- YOUR ASSIGNMENT -
Copy each line from the records below in which the word "benches" is found.

- GIVEN RECORDS -
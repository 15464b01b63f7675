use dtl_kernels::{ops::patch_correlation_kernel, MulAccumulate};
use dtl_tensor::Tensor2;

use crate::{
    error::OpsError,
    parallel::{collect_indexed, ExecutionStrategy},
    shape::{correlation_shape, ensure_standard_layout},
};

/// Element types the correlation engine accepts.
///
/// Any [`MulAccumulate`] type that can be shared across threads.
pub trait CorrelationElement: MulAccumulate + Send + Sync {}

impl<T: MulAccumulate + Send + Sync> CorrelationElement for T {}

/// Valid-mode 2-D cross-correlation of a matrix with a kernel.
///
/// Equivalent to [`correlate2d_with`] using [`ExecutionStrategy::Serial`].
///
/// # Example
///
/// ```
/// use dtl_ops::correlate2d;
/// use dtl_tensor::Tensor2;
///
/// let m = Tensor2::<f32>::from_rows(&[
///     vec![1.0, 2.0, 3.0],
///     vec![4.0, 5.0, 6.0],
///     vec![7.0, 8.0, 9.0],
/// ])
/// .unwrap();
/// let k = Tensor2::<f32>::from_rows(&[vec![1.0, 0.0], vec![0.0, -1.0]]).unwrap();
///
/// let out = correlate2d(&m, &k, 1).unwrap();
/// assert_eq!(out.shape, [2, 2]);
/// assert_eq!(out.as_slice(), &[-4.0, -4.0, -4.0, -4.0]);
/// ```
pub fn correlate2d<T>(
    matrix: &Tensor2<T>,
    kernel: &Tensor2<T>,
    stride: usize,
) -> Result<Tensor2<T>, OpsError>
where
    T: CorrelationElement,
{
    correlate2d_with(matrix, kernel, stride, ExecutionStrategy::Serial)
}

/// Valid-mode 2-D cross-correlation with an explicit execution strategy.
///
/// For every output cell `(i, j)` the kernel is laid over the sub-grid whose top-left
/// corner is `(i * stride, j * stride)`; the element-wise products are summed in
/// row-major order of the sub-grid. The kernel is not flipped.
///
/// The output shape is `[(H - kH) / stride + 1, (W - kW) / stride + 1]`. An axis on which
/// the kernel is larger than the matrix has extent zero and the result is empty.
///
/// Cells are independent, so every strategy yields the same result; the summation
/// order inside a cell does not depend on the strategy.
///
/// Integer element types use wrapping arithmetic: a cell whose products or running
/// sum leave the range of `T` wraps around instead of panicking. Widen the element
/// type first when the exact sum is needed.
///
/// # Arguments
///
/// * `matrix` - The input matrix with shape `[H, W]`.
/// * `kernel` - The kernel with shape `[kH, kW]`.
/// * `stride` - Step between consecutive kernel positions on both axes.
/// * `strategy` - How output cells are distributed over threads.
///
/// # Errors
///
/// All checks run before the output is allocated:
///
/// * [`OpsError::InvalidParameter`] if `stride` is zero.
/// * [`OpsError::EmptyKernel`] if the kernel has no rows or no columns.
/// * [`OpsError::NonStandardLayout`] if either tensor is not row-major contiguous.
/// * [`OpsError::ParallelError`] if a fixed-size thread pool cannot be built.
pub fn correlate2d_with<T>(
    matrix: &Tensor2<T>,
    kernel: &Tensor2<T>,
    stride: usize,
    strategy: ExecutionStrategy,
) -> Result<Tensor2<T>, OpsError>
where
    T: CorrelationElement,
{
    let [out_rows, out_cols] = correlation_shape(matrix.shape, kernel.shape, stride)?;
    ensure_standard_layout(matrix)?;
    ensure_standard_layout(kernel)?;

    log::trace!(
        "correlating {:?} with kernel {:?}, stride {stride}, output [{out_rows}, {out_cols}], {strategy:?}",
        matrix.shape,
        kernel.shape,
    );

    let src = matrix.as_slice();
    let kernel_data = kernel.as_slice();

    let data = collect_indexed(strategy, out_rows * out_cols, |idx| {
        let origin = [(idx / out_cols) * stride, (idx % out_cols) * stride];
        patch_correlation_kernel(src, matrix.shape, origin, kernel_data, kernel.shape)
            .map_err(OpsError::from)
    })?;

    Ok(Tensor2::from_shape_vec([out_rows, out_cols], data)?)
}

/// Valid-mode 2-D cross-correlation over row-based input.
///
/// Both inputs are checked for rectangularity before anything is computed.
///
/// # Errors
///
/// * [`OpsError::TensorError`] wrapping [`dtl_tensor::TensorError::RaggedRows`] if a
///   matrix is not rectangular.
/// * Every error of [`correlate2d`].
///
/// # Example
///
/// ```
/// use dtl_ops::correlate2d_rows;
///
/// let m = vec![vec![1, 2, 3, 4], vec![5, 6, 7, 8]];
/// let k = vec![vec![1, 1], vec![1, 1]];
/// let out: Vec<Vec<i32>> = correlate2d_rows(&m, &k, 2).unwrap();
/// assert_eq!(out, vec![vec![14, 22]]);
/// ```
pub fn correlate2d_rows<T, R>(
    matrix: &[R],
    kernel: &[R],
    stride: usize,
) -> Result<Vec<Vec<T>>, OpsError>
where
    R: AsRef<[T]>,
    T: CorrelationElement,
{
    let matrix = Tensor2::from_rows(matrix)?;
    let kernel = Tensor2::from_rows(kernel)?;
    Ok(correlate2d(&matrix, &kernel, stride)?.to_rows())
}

--

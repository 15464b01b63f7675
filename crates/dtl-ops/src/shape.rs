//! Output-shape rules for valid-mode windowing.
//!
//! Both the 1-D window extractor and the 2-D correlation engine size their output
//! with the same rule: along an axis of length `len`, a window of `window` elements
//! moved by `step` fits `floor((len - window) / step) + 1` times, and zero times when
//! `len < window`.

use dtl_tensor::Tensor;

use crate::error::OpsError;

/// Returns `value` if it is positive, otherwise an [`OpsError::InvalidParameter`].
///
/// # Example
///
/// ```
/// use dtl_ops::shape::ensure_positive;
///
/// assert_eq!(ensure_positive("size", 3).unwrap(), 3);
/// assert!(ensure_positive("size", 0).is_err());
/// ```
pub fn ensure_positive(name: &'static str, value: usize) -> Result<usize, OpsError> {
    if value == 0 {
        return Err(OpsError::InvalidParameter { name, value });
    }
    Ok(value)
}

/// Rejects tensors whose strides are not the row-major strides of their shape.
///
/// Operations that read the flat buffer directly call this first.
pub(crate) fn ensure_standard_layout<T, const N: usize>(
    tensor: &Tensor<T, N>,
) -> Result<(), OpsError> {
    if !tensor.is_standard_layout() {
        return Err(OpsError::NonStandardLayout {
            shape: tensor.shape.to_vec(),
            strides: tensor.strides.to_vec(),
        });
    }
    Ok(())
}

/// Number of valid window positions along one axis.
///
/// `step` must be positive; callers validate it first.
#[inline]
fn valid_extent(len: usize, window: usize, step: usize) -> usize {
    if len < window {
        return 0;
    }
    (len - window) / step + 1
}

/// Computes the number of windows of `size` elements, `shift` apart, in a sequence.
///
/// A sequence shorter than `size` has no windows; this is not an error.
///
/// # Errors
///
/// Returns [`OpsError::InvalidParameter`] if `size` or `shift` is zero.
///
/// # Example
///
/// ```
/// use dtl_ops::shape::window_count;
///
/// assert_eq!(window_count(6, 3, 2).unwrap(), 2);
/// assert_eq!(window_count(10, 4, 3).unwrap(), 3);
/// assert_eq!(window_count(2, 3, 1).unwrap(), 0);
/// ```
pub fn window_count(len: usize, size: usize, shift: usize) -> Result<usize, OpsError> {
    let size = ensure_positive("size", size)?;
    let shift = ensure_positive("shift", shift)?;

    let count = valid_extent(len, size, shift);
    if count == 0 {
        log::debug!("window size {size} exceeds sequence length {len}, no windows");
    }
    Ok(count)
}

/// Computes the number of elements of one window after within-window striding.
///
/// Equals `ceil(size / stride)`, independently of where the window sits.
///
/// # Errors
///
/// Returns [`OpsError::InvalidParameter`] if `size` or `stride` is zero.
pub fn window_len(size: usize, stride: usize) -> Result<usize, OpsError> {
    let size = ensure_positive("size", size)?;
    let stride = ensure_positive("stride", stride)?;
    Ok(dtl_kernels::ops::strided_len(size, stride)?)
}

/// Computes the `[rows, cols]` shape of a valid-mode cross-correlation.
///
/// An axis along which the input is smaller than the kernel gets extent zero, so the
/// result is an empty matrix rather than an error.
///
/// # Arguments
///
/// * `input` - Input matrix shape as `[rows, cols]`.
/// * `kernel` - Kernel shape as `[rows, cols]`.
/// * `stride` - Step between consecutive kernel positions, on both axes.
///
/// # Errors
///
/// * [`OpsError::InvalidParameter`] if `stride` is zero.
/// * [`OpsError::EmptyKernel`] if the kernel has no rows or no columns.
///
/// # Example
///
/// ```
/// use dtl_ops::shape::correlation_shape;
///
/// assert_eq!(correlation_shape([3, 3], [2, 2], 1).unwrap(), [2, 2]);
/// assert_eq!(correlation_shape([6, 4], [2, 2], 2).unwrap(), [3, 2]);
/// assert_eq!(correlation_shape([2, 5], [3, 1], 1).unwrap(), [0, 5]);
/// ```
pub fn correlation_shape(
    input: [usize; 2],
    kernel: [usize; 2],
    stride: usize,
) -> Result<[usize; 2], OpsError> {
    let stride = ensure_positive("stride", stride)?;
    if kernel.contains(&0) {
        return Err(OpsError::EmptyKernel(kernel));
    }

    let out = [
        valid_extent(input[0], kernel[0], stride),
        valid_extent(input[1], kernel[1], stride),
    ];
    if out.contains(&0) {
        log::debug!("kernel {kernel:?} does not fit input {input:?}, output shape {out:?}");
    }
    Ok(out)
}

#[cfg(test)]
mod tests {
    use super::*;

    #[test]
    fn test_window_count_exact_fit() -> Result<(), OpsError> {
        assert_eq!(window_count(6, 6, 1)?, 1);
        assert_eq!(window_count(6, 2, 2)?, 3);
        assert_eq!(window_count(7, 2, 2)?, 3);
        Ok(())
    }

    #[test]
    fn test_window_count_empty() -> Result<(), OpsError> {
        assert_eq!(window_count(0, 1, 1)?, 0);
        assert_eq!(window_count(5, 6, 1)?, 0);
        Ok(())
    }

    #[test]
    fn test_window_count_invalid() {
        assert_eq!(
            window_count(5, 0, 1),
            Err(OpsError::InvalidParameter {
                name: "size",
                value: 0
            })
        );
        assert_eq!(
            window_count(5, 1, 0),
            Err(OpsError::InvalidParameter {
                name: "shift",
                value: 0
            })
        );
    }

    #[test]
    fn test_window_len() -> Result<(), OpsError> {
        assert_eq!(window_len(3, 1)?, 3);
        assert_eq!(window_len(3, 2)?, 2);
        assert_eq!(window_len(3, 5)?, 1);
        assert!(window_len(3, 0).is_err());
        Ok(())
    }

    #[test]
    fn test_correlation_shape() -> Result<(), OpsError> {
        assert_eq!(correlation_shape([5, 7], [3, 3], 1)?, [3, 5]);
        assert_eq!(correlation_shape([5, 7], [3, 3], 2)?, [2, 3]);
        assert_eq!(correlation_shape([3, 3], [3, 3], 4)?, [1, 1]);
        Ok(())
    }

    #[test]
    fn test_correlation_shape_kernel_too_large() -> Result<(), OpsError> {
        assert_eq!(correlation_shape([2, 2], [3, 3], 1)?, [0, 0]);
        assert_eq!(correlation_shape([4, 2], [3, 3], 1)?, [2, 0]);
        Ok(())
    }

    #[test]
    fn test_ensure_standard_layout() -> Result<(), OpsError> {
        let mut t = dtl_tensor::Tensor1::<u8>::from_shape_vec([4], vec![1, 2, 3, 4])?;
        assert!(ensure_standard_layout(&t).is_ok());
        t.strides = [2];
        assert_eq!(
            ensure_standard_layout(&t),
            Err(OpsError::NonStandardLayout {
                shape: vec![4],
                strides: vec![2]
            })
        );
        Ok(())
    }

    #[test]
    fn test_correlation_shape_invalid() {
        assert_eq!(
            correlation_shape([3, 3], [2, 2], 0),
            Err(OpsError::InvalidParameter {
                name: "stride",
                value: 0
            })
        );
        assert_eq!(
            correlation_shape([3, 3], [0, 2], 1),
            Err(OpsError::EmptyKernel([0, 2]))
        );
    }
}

---

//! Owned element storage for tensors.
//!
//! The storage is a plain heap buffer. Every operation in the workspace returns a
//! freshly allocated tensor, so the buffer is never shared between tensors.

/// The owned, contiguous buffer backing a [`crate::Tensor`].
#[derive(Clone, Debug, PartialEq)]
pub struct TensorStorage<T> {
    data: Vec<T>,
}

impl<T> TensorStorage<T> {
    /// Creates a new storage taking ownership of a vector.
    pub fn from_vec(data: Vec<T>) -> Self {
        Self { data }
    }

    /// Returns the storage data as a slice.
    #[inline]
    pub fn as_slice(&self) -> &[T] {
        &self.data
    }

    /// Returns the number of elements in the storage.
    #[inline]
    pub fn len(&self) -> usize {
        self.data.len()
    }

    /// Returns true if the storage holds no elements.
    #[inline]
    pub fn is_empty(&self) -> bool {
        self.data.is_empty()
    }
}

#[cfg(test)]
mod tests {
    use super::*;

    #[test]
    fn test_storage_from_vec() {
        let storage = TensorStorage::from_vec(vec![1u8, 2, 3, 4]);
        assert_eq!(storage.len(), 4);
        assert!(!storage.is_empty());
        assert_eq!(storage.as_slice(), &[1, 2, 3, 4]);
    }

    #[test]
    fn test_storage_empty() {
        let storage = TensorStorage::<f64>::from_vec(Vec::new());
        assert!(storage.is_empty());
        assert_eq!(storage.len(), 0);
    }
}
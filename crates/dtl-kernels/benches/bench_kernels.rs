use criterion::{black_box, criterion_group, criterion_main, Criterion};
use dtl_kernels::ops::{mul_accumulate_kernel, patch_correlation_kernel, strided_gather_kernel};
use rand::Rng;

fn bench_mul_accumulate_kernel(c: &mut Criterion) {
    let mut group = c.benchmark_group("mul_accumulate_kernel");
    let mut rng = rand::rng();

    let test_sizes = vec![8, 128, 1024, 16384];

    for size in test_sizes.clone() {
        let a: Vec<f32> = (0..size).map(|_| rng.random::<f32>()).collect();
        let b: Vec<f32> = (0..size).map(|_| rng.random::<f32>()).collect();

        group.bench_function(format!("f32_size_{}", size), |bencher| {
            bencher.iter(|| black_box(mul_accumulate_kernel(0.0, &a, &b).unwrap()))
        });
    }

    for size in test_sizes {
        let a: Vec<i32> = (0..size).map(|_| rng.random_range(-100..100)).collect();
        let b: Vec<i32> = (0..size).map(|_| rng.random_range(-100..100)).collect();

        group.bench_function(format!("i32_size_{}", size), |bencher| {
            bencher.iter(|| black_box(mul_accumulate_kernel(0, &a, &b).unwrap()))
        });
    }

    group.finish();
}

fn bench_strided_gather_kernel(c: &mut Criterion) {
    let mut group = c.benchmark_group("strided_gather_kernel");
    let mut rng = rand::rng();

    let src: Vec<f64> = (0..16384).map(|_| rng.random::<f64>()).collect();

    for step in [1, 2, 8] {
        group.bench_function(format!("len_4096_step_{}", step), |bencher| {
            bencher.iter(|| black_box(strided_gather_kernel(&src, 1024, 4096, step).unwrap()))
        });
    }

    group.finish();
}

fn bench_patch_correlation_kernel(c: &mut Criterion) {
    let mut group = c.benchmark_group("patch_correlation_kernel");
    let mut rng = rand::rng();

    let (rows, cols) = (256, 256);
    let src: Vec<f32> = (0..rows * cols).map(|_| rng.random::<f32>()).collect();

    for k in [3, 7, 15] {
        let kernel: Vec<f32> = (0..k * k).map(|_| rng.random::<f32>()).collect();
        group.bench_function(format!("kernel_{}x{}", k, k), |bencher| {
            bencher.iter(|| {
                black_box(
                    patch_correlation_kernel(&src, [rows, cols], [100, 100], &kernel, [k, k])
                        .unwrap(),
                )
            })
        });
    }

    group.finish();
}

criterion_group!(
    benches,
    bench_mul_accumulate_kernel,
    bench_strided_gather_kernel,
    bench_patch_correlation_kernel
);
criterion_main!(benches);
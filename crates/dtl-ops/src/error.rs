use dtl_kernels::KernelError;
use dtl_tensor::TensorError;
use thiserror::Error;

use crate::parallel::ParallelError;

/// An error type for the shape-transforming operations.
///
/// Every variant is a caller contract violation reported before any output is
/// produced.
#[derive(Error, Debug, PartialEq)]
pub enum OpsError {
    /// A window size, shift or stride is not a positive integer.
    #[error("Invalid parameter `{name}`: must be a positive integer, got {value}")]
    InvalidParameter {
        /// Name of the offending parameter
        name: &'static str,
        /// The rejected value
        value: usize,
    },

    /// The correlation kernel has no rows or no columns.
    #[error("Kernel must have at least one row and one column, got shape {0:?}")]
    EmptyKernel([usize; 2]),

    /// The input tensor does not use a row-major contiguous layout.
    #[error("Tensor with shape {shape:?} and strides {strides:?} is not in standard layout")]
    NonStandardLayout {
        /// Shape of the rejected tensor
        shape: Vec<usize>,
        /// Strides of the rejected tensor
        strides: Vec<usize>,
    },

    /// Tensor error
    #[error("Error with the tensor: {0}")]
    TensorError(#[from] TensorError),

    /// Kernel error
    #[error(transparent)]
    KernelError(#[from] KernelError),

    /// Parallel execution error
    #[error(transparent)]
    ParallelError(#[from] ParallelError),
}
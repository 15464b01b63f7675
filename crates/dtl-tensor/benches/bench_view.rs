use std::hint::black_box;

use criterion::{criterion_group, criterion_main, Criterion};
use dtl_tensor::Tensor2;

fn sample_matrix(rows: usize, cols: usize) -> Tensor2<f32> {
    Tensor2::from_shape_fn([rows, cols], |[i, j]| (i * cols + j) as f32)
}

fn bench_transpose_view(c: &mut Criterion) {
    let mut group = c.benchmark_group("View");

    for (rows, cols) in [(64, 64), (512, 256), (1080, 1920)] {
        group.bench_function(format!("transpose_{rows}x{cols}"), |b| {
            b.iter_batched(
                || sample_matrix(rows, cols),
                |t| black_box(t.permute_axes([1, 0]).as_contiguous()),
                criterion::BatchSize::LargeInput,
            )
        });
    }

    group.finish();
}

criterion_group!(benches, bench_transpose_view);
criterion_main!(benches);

- ANSWER FOR THE TASK -
filename crates/dtl-kernels/benches/bench_kernels.rs
    benches,
criterion_main!(benches);
filename crates/dtl-tensor/benches/bench_view.rs
criterion_group!(benches, bench_transpose_view);
criterion_main!(benches);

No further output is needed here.